IBM re-enters the networking market via Brocade deal – IBM is extending its existing OEM arrangement with Brocade to include the Ethernet switching and routing products from the Foundry acquisition. Huh. I thought they’d already done that with Juniper? Oh, they’re going to do that, too. Response to Cisco ya think? IBM is good at hedging bets.
Forrester Backs Private Clouds – Will Others Follow Suit? – This is both gratifying and personally annoying. Firstly, Forrester is NOT the only analyst company backing Private Clouds. Gartner is and has (although their definition seems to have morphed) well before Forrester and some of us have been proponents of Private Clouds before they became pop culture. Ugh.
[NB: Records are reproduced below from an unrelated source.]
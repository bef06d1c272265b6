//! System handlers: health and OpenAPI.

use axum::{Json, response::IntoResponse};
use serde_json::json;

/// GET /health - Health check
#[utoipa::path(
    get,
    path = "/api/health",
    tag = "system",
    responses(
        (status = 200, description = "Service is healthy")
    )
)]
pub async fn health_check() -> impl IntoResponse {
    Json(json!({
        "status": "ok",
        "version": env!("CARGO_PKG_VERSION")
    }))
}

/// GET /openapi.json - OpenAPI specification
#[utoipa::path(
    get,
    path = "/api/openapi.json",
    tag = "system",
    responses(
        (status = 200, description = "OpenAPI specification in JSON format")
    )
)]
pub async fn openapi_spec() -> impl IntoResponse {
    use crate::api::openapi::ApiDoc;
    use utoipa::OpenApi;

    Json(ApiDoc::openapi())
}
//! Cloud drive access
//!
//! [`DriveProvider`] is the seam between the library/archive logic and the
//! storage backend. [`GraphClient`] implements it on top of Microsoft Graph
//! (OneDrive); tests can substitute their own provider.

use crate::error::Result;
use async_trait::async_trait;
use bytes::Bytes;
use futures::stream::BoxStream;

mod client;
mod types;

pub use client::GraphClient;
pub use types::{AccessToken, DriveItem, FileFacet, FolderFacet};

/// Streamed file content
pub type ContentStream = BoxStream<'static, Result<Bytes>>;

/// Read-only access to a cloud drive
#[async_trait]
pub trait DriveProvider: Send + Sync {
    /// Obtain a bearer token for the following calls.
    ///
    /// Callers fetch one token per incoming request and reuse it.
    async fn access_token(&self) -> Result<AccessToken>;

    /// List the direct children of a folder, addressed by its full drive path
    /// (e.g. `MyStreamingLibrary/Movies`).
    async fn list_children(&self, token: &AccessToken, full_path: &str) -> Result<Vec<DriveItem>>;

    /// Open the content behind a pre-authenticated download URL
    async fn open_content(&self, download_url: &str) -> Result<ContentStream>;
}
//! REST API server module
//!
//! Serves the library listing and zip downloads to the browser frontend.

use crate::Result;
use crate::error::Error;
use axum::{Router, http::HeaderValue, routing::get};
use std::future::Future;
use tokio::net::TcpListener;
use tower_http::cors::{AllowOrigin, Any, CorsLayer};
use tower_http::trace::TraceLayer;
use utoipa::OpenApi;
use utoipa_swagger_ui::SwaggerUi;

pub mod error_response;
pub mod openapi;
pub mod routes;
pub mod state;

pub use openapi::ApiDoc;
pub use state::AppState;

/// Create the API router with all route definitions
///
/// # Routes
///
/// - `GET /api/browse?path=` - List a library folder
/// - `GET /api/download?path=` - Zip every video below a folder
/// - `GET /api/health` - Health check
/// - `GET /api/openapi.json` - OpenAPI specification
/// - `GET /api/swagger-ui` - Interactive Swagger UI documentation (if enabled)
pub fn create_router(state: AppState) -> Router {
    let api_config = state.config.api.clone();

    let api = Router::new()
        .route("/browse", get(routes::browse))
        .route("/download", get(routes::download))
        .route("/health", get(routes::health_check))
        .route("/openapi.json", get(routes::openapi_spec));

    let router = Router::new().nest("/api", api);

    // The UI serves its own copy of the document to avoid clashing with /api/openapi.json
    let router = if api_config.swagger_ui {
        router.merge(
            SwaggerUi::new("/api/swagger-ui").url("/api/docs/openapi.json", ApiDoc::openapi()),
        )
    } else {
        router
    };

    let router = router
        .with_state(state)
        .layer(TraceLayer::new_for_http());

    if api_config.cors_enabled {
        router.layer(build_cors_layer(&api_config.cors_origins))
    } else {
        router
    }
}

/// Build a CORS layer based on configured origins
///
/// `"*"` anywhere in the list, or an empty list, allows any origin.
fn build_cors_layer(origins: &[String]) -> CorsLayer {
    let allow_any = origins.iter().any(|o| o == "*");

    let allow_origin = if allow_any || origins.is_empty() {
        AllowOrigin::any()
    } else {
        let allowed: Vec<HeaderValue> = origins
            .iter()
            .filter_map(|o| match o.parse() {
                Ok(value) => Some(value),
                Err(_) => {
                    tracing::warn!(origin = %o, "Ignoring invalid CORS origin");
                    None
                }
            })
            .collect();
        AllowOrigin::list(allowed)
    };

    CorsLayer::new()
        .allow_origin(allow_origin)
        .allow_methods(Any)
        .allow_headers(Any)
        .expose_headers([axum::http::header::CONTENT_DISPOSITION])
}

/// Start the API server on the configured bind address.
///
/// Runs until `shutdown` completes, then stops accepting connections and
/// lets in-flight requests finish.
///
/// # Example
///
/// ```no_run
/// use cinesphere::{Config, Library};
/// use cinesphere::api::{AppState, start_api_server};
/// use std::sync::Arc;
///
/// # async fn example() -> Result<(), Box<dyn std::error::Error>> {
/// let config = Config::from_env()?;
/// let library = Library::from_config(&config)?;
/// let state = AppState::new(Arc::new(library), Arc::new(config));
///
/// start_api_server(state, cinesphere::wait_for_signal()).await?;
/// # Ok(())
/// # }
/// ```
pub async fn start_api_server<F>(state: AppState, shutdown: F) -> Result<()>
where
    F: Future<Output = ()> + Send + 'static,
{
    let bind_address = state.config.api.bind_address;

    tracing::info!(address = %bind_address, "Starting API server");

    let app = create_router(state);

    let listener = TcpListener::bind(bind_address).await.map_err(Error::Io)?;

    tracing::info!(
        address = %listener.local_addr().unwrap_or(bind_address),
        "API server listening"
    );

    axum::serve(listener, app)
        .with_graceful_shutdown(shutdown)
        .await
        .map_err(|e| Error::ApiServerError(e.to_string()))?;

    tracing::info!("API server stopped");
    Ok(())
}

// unwrap/expect are acceptable in tests for concise failure-on-error assertions
#[allow(clippy::unwrap_used, clippy::expect_used)]
#[cfg(test)]
mod tests;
Google Fires Back at VMware about Virtualization for Cloud Computing – Well, of course they do. Google doesn’t utilize virtualization — they deploy millions of servers instead. It’s a “diabolically-opposed” approach. Welcome to religious debates 101, please take a seat…or stand.
DMTF announces the Open Cloud Standards Incubator – I don’t know what to think about this. It sounds like a good idea and has some solid backers. I noticed that the charter is focused on IaaS/PaaS but not SaaS. Telling.
Randy Bias says the Open Cloud Is Coming – I reviewed Randy’s original draft and he’s done a good job refining his points although I don’t agree with all of them. His last statement is a good summary “Ignore the naysayers. Customers want choice and they will have it. Choice is driven by open standards, cheap resources, and easy ’self-service’ access.” Yep, customers want choice, but choice isn’t driven by “open standards.” It’s driven by “open-enough standards” that customers feel meet their needs.
More later.
/Hoff
Two quick thoughts on the tidbit around TrendMicro; as you mentioned Panda is moving AV into the cloud its fair to point out TrendMicro is introducing the cloud scanning option in OfficeScan 10 as well. Not sure how good or bad it is tho as i didnt have much time to test it.
Its interesting that Trend aquires Third Brigade, i'm not sure how much value OSSEC provides however. As much as i like it, its use on Windows base systems is pretty limited at this point and Trend doesnt seem to have much focus on *nix. Lets hope all will be good and they keep DCid and OSSEC going.